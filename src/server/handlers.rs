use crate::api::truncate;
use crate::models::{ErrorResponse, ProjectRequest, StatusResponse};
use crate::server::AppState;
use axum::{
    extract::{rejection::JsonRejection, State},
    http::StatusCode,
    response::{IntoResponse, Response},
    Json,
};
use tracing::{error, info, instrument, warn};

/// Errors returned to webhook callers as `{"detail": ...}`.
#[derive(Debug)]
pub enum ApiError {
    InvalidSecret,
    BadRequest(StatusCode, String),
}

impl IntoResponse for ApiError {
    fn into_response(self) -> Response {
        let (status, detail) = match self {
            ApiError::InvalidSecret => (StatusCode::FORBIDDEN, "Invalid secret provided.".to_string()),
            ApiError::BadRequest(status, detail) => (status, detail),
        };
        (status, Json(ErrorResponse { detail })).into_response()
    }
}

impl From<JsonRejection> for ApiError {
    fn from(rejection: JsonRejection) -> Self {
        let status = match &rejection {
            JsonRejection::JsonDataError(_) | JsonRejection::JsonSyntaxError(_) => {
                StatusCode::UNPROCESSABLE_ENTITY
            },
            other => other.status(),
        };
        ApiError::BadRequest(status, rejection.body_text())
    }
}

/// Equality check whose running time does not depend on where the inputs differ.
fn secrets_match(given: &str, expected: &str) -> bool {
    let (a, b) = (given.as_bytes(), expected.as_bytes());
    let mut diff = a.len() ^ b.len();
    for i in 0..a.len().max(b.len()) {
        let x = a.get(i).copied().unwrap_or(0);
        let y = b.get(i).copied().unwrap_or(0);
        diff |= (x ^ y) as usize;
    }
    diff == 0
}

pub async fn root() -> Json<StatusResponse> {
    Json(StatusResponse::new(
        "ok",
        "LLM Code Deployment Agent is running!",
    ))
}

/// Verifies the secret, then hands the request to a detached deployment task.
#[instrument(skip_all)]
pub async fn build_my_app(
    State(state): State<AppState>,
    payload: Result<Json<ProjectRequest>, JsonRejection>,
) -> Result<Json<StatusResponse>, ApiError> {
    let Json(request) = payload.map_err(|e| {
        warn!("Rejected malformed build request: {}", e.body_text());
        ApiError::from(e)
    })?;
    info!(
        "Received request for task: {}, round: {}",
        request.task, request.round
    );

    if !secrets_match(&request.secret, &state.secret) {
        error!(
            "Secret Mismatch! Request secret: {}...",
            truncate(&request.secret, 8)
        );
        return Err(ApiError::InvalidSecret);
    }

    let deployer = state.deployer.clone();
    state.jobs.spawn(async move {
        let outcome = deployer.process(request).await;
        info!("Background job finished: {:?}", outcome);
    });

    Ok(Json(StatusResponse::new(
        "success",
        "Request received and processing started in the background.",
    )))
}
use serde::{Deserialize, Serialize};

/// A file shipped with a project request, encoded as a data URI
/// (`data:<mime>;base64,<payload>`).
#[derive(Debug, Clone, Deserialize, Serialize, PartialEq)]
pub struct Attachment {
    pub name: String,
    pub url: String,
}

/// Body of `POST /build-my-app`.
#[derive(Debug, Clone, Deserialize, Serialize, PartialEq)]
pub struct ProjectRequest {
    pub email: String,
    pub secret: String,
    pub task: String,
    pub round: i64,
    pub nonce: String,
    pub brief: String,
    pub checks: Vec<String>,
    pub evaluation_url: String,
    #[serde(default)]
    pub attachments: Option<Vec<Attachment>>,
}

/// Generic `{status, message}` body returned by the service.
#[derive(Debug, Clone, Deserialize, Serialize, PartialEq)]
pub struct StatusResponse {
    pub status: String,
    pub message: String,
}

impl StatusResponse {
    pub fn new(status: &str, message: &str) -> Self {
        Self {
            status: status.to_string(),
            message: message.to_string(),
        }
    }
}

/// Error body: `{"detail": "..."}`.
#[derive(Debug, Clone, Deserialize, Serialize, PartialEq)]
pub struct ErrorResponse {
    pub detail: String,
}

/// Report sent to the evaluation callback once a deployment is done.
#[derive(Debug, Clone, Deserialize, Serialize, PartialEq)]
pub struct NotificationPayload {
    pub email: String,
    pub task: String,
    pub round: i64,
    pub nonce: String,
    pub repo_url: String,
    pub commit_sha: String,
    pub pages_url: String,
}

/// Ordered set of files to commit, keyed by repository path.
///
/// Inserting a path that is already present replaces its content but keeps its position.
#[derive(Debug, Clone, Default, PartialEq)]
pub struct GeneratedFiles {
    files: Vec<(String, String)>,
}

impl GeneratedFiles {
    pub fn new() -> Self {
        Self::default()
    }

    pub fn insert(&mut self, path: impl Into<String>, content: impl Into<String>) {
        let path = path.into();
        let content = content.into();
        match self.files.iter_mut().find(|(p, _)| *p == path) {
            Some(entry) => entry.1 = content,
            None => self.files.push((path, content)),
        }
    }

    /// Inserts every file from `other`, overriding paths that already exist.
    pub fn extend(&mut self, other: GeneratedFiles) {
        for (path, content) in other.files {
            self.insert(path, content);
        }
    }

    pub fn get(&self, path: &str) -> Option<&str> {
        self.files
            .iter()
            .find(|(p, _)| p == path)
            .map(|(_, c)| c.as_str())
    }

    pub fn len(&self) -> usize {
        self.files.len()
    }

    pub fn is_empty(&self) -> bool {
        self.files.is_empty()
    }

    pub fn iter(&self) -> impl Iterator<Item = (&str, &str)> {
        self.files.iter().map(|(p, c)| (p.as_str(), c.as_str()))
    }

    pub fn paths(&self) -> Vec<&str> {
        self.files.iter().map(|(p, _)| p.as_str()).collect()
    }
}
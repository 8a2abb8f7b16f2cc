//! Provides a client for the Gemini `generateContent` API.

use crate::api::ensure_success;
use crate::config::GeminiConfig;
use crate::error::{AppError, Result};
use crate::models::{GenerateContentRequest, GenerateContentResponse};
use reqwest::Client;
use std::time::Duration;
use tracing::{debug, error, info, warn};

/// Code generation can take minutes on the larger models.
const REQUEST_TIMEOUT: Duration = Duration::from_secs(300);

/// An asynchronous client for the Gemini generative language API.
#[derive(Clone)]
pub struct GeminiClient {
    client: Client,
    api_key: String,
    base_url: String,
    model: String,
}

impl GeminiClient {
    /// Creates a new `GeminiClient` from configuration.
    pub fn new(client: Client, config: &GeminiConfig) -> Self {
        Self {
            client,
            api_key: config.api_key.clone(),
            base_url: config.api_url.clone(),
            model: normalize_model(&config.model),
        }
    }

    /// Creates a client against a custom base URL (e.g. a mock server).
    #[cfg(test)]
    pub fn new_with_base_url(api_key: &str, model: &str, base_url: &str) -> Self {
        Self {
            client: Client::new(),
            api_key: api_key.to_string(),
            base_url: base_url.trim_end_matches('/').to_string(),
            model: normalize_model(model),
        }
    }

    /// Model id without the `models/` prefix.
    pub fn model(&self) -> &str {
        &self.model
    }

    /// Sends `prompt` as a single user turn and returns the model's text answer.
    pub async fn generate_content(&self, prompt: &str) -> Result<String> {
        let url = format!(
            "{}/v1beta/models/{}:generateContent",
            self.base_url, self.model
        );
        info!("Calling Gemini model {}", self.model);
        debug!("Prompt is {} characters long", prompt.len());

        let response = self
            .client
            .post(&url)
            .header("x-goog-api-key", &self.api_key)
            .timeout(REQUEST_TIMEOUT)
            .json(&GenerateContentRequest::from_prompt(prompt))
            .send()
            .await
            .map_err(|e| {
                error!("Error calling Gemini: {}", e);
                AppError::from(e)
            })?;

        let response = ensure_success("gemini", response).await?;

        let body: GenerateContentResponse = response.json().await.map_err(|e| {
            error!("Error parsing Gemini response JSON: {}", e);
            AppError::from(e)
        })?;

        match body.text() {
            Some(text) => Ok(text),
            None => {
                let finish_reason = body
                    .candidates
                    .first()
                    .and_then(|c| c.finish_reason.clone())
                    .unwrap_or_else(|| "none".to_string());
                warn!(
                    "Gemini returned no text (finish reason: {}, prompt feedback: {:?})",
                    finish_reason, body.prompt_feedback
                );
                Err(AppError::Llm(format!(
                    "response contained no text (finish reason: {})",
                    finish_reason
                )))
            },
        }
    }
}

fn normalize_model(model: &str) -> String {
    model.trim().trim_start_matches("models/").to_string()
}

§ **TASK DESCRIPTION**
Some lines in the data above hold the string "AppError". Find and copy each of them.

§ **EXERCISE ANSWER**
use crate::error::{AppError, Result};
                AppError::from(e)
            AppError::from(e)
                Err(AppError::Llm(format!(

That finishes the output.